(2017年10月9日)
- 今回の対象
「この2年間で正規雇用は79万人増え、正社員の有効求人倍率は調査開始以来初めて1倍を超えました。正社員になりたい人がいれば、かならず1つ以上の正社員の仕事がある」
- 判定
エンマ大王度 2
「発言に根拠は有るものの、その内容は必ずしも事実とは言えない」
- 記事
今回の総選挙は任期満了に伴うものではなく、安倍総理が解散権を行使して行われるものだ。それだけに解散の理由は吟味されなければならない。このため、「ニュースのタネ」は、9月25日に行われた安倍総理の解散会見から事実について語られた部分を抽出し、ファクトチェックを行った。
今回はその第一弾となる。
今回対象とした発言のうち、「2年間で正規雇用は79万人増え」、「正社員の有効求人倍率は調査開始以来初めて1倍を超えました」は、厚生労働省の調査を基にしていてこれ自体は事実と認めた。特に、正社員の有効求人倍率については、(ハローワークの正社員有効求人数)/(ハローワークの常用フルタイム有効求職者数)によって算出されたもので、数値は1.01倍を示していることが確認できた。

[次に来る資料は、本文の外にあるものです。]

//! L2-regularized logistic regression trained by full-batch gradient descent.
//!
//! The objective is the mean log-loss plus `||w||^2 / (2 * C * n)`, where `C`
//! is the inverse regularization strength and `n` the number of training
//! examples. The bias is not penalized. Each step moves the parameters by
//! `-grad / L`, with `L` an estimate of the gradient's Lipschitz constant, and
//! training stops once no parameter moves by more than the tolerance.
//!
//! Hitting the iteration cap is not an error: the last iterate is returned and
//! the [`TrainingReport`] records `converged: false`.

use serde::{Deserialize, Serialize};
use tracing::{debug, warn};

use crate::error::{FlareError, Result};
use crate::ml::check_binary_labels;
use crate::ml::feature_vector::FeatureVector;

const POWER_ITERATIONS: usize = 50;
const LIPSCHITZ_SAFETY: f64 = 1.1;

/// Classifier training options.
#[derive(Debug, Clone, PartialEq, Serialize, Deserialize)]
#[serde(default)]
pub struct TrainingConfig {
    /// Inverse penalty weight `C` on the L2 norm of the weights.
    pub regularization_strength: f64,
    /// Optimizer iteration cap.
    pub max_iterations: usize,
    /// Stop once the largest parameter change falls below this.
    pub convergence_tolerance: f64,
}

impl Default for TrainingConfig {
    fn default() -> Self {
        Self {
            regularization_strength: 1.0,
            max_iterations: 1000,
            convergence_tolerance: 1e-4,
        }
    }
}

impl TrainingConfig {
    /// Reject non-positive `C`, a zero iteration cap and negative tolerances.
    pub fn validate(&self) -> Result<()> {
        if !(self.regularization_strength.is_finite() && self.regularization_strength > 0.0) {
            return Err(FlareError::invalid_argument(format!(
                "regularization_strength must be positive, got {}",
                self.regularization_strength
            )));
        }
        if self.max_iterations == 0 {
            return Err(FlareError::invalid_argument("max_iterations must be at least 1"));
        }
        if self.convergence_tolerance.is_nan() || self.convergence_tolerance < 0.0 {
            return Err(FlareError::invalid_argument(format!(
                "convergence_tolerance must be non-negative, got {}",
                self.convergence_tolerance
            )));
        }
        Ok(())
    }
}
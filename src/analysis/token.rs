//! Token types for text analysis.
//!
//! A [`Token`] is the unit that flows through the analysis pipeline. Word
//! n-grams produced by the shingle filter are ordinary tokens whose
//! `position_length` records how many source words they span.
//!
//! # Examples
//!
//! ```
//! use flare::analysis::token::Token;
//!
//! let token = Token::with_offsets("wildfire", 1, 6, 14);
//! assert_eq!(token.text, "wildfire");
//! assert_eq!(token.start_offset, 6);
//! assert_eq!(token.position_length, 1);
//! ```

use std::fmt;

use serde::{Deserialize, Serialize};

/// A token represents a single unit of text after tokenization.
#[derive(Clone, Debug, PartialEq, Serialize, Deserialize)]
pub struct Token {
    /// The text content of the token
    pub text: String,

    /// The position of the token in the token stream (0-based)
    pub position: usize,

    /// The byte offset where this token starts in the original text
    pub start_offset: usize,

    /// The byte offset where this token ends in the original text
    pub end_offset: usize,

    /// Whether this token has been marked as stopped (removed) by a filter
    pub stopped: bool,

    /// How many word positions this token spans (1 for plain words, n for an n-gram).
    pub position_length: usize,
}

impl Token {
    /// Create a new token with the given text and position.
    pub fn new<S: Into<String>>(text: S, position: usize) -> Self {
        Token {
            text: text.into(),
            position,
            start_offset: 0,
            end_offset: 0,
            stopped: false,
            position_length: 1,
        }
    }

    /// Create a new token with text, position, and byte offsets.
    pub fn with_offsets<S: Into<String>>(
        text: S,
        position: usize,
        start_offset: usize,
        end_offset: usize,
    ) -> Self {
        Token {
            text: text.into(),
            position,
            start_offset,
            end_offset,
            stopped: false,
            position_length: 1,
        }
    }

    /// Get the length of the token text in bytes.
    pub fn len(&self) -> usize {
        self.text.len()
    }

    /// Check if the token is empty.
    pub fn is_empty(&self) -> bool {
        self.text.is_empty()
    }

    /// Mark this token as stopped.
    pub fn stop(mut self) -> Self {
        self.stopped = true;
        self
    }

    /// Check if this token is stopped.
    pub fn is_stopped(&self) -> bool {
        self.stopped
    }

    /// Clone this token with updated text.
    pub fn with_text<S: Into<String>>(&self, text: S) -> Self {
        let mut token = self.clone();
        token.text = text.into();
        token
    }

    /// Set the position length.
    pub fn with_position_length(mut self, length: usize) -> Self {
        self.position_length = length;
        self
    }
}

impl fmt::Display for Token {
    fn fmt(&self, f: &mut fmt::Formatter<'_>) -> fmt::Result {
        write!(f, "{}", self.text)
    }
}

/// A token stream represents a sequence of tokens from the analysis pipeline.
pub type TokenStream = Box<dyn Iterator<Item = Token>>;

/// Trait for types that can produce a token stream.
pub trait IntoTokenStream {
    /// Convert this type into a token stream.
    fn into_token_stream(self) -> TokenStream;
}

impl IntoTokenStream for Vec<Token> {
    fn into_token_stream(self) -> TokenStream {
        Box::new(self.into_iter())
    }
}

しかし、「正社員になりたい人がいれば、かならず1つ以上の正社員の仕事がある」とまで言えるのか、検討した。
先ずこのデータを、都道府県別に調べた。すると、正社員の有効求人倍率が1倍を超えているところは東京、愛知、大阪などで、その数は都道府県の半数に満たない22となっている。最も低い沖縄では0.48倍、次に低い高知は0.68倍となっている。全ての国民が、「かならず1つ以上の正社員の仕事がある」と言う状況ではない。
更に詳しい状況を調べようとしたところ、厚生労働省からは、年齢別、職業別の有効求人倍率についての資料は公表していないと言われた。